Dr. Mahadevan acknowledged that most of the randomized trials Dr. Roach discussed reported increased survival with ADT. “But it would be wise to go through the patient criteria in each of these trials and try to see which patients benefited from ADT,” he said.

RTOG 85-31, he said, was conducted in high-risk patients (T3 or T1-2, N+ or pT3N0). The Bolla trial also clearly included mostly high-risk patients

(T3-4 or poorly differentiated T1-2). RTOG 86-10 included T2b-4 patients, “again, in my opinion, high-risk prostate cancer,” he said.

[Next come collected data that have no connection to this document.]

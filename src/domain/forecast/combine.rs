//! Forecast combination with diversification correction.
//!
//! combined = cap((0.6 * mean(trend) + 0.4 * mean(carry)) * FDM[rule count])

use super::{cap_forecast, mean};
use crate::domain::error::CarrytrendError;

pub const TREND_WEIGHT: f64 = 0.6;
pub const CARRY_WEIGHT: f64 = 0.4;

pub const MIN_RULE_COUNT: usize = 1;
pub const MAX_RULE_COUNT: usize = 9;

/// Forecast diversification multiplier indexed by rule count - 1.
pub const FDM_BY_RULE_COUNT: [f64; MAX_RULE_COUNT] =
    [1.0, 1.02, 1.03, 1.23, 1.25, 1.27, 1.29, 1.32, 1.34];

pub fn forecast_diversification_multiplier(rule_count: usize) -> Result<f64, CarrytrendError> {
    if !(MIN_RULE_COUNT..=MAX_RULE_COUNT).contains(&rule_count) {
        return Err(CarrytrendError::RuleCountOutOfRange {
            count: rule_count,
            min: MIN_RULE_COUNT,
            max: MAX_RULE_COUNT,
        });
    }
    Ok(FDM_BY_RULE_COUNT[rule_count - 1])
}

/// Combined capped forecast, or `None` when either rule family produced nothing.
pub fn combine_forecasts(
    trend: &[f64],
    carry: &[f64],
    cap: f64,
) -> Result<Option<f64>, CarrytrendError> {
    if trend.is_empty() || carry.is_empty() {
        return Ok(None);
    }
    let raw = TREND_WEIGHT * mean(trend) + CARRY_WEIGHT * mean(carry);
    let fdm = forecast_diversification_multiplier(trend.len() + carry.len())?;
    Ok(Some(cap_forecast(raw * fdm, cap)))
}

D’Amico et al (JAMA 299:289-295, 2008) enrolled patients with clinically localized prostate cancer, T1b-2b, Nx, M0, and PSA 10-40 ng/mL, GS 7 or higher. “All sorts of patients,” he said. “Taken individually, we would categorize them as intermediate risk, but, as we know, any combination of those factors puts them into a high-risk category.” Finally, he said, RTOG 92-02 showed better overall survival only in high-risk patients (GS 8-10). “The majority of the entire population was high-risk patients,” he added.

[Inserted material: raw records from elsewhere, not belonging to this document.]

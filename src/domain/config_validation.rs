//! Configuration validation.
//!
//! Validates every config field before any history is replayed, including
//! the static check that the configured spans fit the diversification table.

use crate::domain::error::CarrytrendError;
use crate::domain::forecast::combine::{MAX_RULE_COUNT, MIN_RULE_COUNT};
use crate::domain::forecast::trend::trend_forecast_scalar;
use crate::domain::strategy::{StrategyConfig, DEFAULT_CARRY_SPANS};
use crate::ports::config_port::ConfigPort;
use chrono::{NaiveDate, NaiveTime};
use std::collections::HashSet;

pub const DATE_FORMAT: &str = "%Y-%m-%d";
pub const TIME_FORMAT: &str = "%H:%M:%S";

pub fn validate_config(config: &dyn ConfigPort) -> Result<(), CarrytrendError> {
    validate_strategy_config(config)?;
    validate_portfolio_config(config)?;
    validate_universe_config(config)?;
    validate_run_config(config)?;
    Ok(())
}

pub fn validate_strategy_config(config: &dyn ConfigPort) -> Result<(), CarrytrendError> {
    let defaults = StrategyConfig::default();

    let emac_filters = config.get_int("strategy", "emac_filters", defaults.emac_filters as i64);
    let min_exponent =
        config.get_int("strategy", "emac_min_exponent", defaults.emac_min_exponent as i64);
    if min_exponent < 1 {
        return Err(invalid(
            "strategy",
            "emac_min_exponent",
            "emac_min_exponent must be at least 1",
        ));
    }
    if emac_filters < min_exponent {
        return Err(invalid(
            "strategy",
            "emac_filters",
            "emac_filters must be at least emac_min_exponent",
        ));
    }
    if emac_filters >= usize::BITS as i64 {
        return Err(invalid("strategy", "emac_filters", "emac_filters is too large"));
    }
    for exponent in min_exponent..=emac_filters {
        trend_forecast_scalar(1usize << exponent).map_err(|e| {
            invalid("strategy", "emac_filters", &e.to_string())
        })?;
    }

    let carry_spans = parse_carry_spans(config)?;

    let rule_count = (emac_filters - min_exponent + 1) as usize + carry_spans.len();
    if !(MIN_RULE_COUNT..=MAX_RULE_COUNT).contains(&rule_count) {
        return Err(invalid(
            "strategy",
            "carry_spans",
            &format!(
                "trend and carry spans give {} rules, must be between {} and {}",
                rule_count, MIN_RULE_COUNT, MAX_RULE_COUNT
            ),
        ));
    }

    positive(config, "strategy", "abs_forecast_cap", defaults.abs_forecast_cap)?;
    positive(config, "strategy", "idm", defaults.idm)?;

    let sigma_span = config.get_int("strategy", "sigma_span", defaults.sigma_span as i64);
    if sigma_span < 2 {
        return Err(invalid("strategy", "sigma_span", "sigma_span must be at least 2"));
    }

    let blend_years = config.get_int("strategy", "blend_years", defaults.blend_years as i64);
    if blend_years < 0 {
        return Err(invalid("strategy", "blend_years", "blend_years must be non-negative"));
    }

    let weight = config.get_double("strategy", "long_run_vol_weight", defaults.long_run_vol_weight);
    if !(0.0..=1.0).contains(&weight) {
        return Err(invalid(
            "strategy",
            "long_run_vol_weight",
            "long_run_vol_weight must be between 0 and 1",
        ));
    }

    let target_risk = config.get_double("strategy", "target_risk", defaults.target_risk);
    if target_risk <= 0.0 || target_risk > 1.0 {
        return Err(invalid("strategy", "target_risk", "target_risk must be between 0 and 1"));
    }
    Ok(())
}

/// Carry smoothing spans; the default list when the key is absent.
pub fn parse_carry_spans(config: &dyn ConfigPort) -> Result<Vec<usize>, CarrytrendError> {
    let Some(raw) = config.get_list("strategy", "carry_spans") else {
        return Ok(DEFAULT_CARRY_SPANS.to_vec());
    };
    if raw.is_empty() {
        return Err(invalid("strategy", "carry_spans", "carry_spans must not be empty"));
    }
    raw.iter()
        .map(|s| match s.parse::<usize>() {
            Ok(span) if span > 0 => Ok(span),
            _ => Err(invalid(
                "strategy",
                "carry_spans",
                &format!("'{}' is not a positive integer", s),
            )),
        })
        .collect()
}

pub fn validate_portfolio_config(config: &dyn ConfigPort) -> Result<(), CarrytrendError> {
    if config.get_string("portfolio", "total_value").is_none() {
        return Err(missing("portfolio", "total_value"));
    }
    positive(config, "portfolio", "total_value", 0.0)
}

pub fn validate_universe_config(config: &dyn ConfigPort) -> Result<(), CarrytrendError> {
    let symbols = config
        .get_list("universe", "instruments")
        .filter(|s| !s.is_empty())
        .ok_or_else(|| missing("universe", "instruments"))?;

    let mut seen = HashSet::new();
    for symbol in &symbols {
        if !seen.insert(symbol.to_uppercase()) {
            return Err(invalid(
                "universe",
                "instruments",
                &format!("duplicate instrument {}", symbol),
            ));
        }
        validate_instrument(config, symbol)?;
    }
    Ok(())
}

fn validate_instrument(config: &dyn ConfigPort, symbol: &str) -> Result<(), CarrytrendError> {
    for key in ["sector", "group"] {
        match config.get_string(symbol, key) {
            Some(s) if !s.trim().is_empty() => {}
            _ => return Err(missing(symbol, key)),
        }
    }

    if config.get_string(symbol, "multiplier").is_none() {
        return Err(missing(symbol, "multiplier"));
    }
    positive(config, symbol, "multiplier", 0.0)?;

    let offset = config.get_int(symbol, "contract_offset", 0);
    if !(0..=1).contains(&offset) {
        return Err(invalid(symbol, "contract_offset", "contract_offset must be 0 or 1"));
    }
    Ok(())
}

pub fn validate_run_config(config: &dyn ConfigPort) -> Result<(), CarrytrendError> {
    parse_start_date(config)?;
    parse_market_open(config)?;
    Ok(())
}

pub fn parse_start_date(config: &dyn ConfigPort) -> Result<Option<NaiveDate>, CarrytrendError> {
    config
        .get_string("run", "start_date")
        .map(|s| {
            NaiveDate::parse_from_str(s.trim(), DATE_FORMAT).map_err(|_| {
                invalid("run", "start_date", "invalid start_date format, expected YYYY-MM-DD")
            })
        })
        .transpose()
}

pub fn parse_market_open(config: &dyn ConfigPort) -> Result<NaiveTime, CarrytrendError> {
    match config.get_string("run", "market_open") {
        None => Ok(NaiveTime::MIN),
        Some(s) => NaiveTime::parse_from_str(s.trim(), TIME_FORMAT).map_err(|_| {
            invalid("run", "market_open", "invalid market_open format, expected HH:MM:SS")
        }),
    }
}

fn positive(
    config: &dyn ConfigPort,
    section: &str,
    key: &str,
    default: f64,
) -> Result<(), CarrytrendError> {
    let value = config.get_double(section, key, default);
    if value <= 0.0 || !value.is_finite() {
        return Err(invalid(section, key, &format!("{} must be positive", key)));
    }
    Ok(())
}

fn missing(section: &str, key: &str) -> CarrytrendError {
    CarrytrendError::ConfigMissing {
        section: section.to_string(),
        key: key.to_string(),
    }
}

fn invalid(section: &str, key: &str, reason: &str) -> CarrytrendError {
    CarrytrendError::ConfigInvalid {
        section: section.to_string(),
        key: key.to_string(),
        reason: reason.to_string(),
    }
}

He concluded that the evidence for adding ADT to radiation therapy is compelling, but only in high-risk disease. “I’m not aware of any trial in this group that included just intermediate-risk patients,” he said.

Dr. Mahadevan then pointed to a review of 1,668 patients at the Cleveland Clinic: 14% of low-risk and 41% of intermediate-risk patients received ADT (IJROBP 60:1347-1350, 2004). The results showed no benefit for ADT in terms of 5-year PSA relapse-free survival.

Dr. Mahadevan noted that cardiac risk is not the only potential adverse effect of ADT. And since the adverse effects reduce quality of life, he said, “we need to be sure that there is a benefit for adding ADT to an already curative modality.” The PROST-QA study prospectively measured patient-reported quality of life outcomes before and after prostate cancer treatment (N Engl J Med 358:1250-1261, 2008).

Among the radiation patients who also received ADT, he said, sexual function was persistently worse than among those with no ADT. In addition, vitality and other outcomes related to hormonal therapy (eg, fatigue, weight change, gynecomastia, depression, and hot flashes) were worse in the ADT patients, and symptoms persisted for up to two years even though ADT was generally given for less than a year. One year after therapy, almost 20% of patients or their partners reported being distressed by symptoms attributed to hormonal therapy.

“My point is that patients with localized prostate cancer (intermediate risk) already face the dilemma of choosing between treatment modalities; adding another controversial thing to it may not be appropriate until we have firm evidence of benefit,” he said.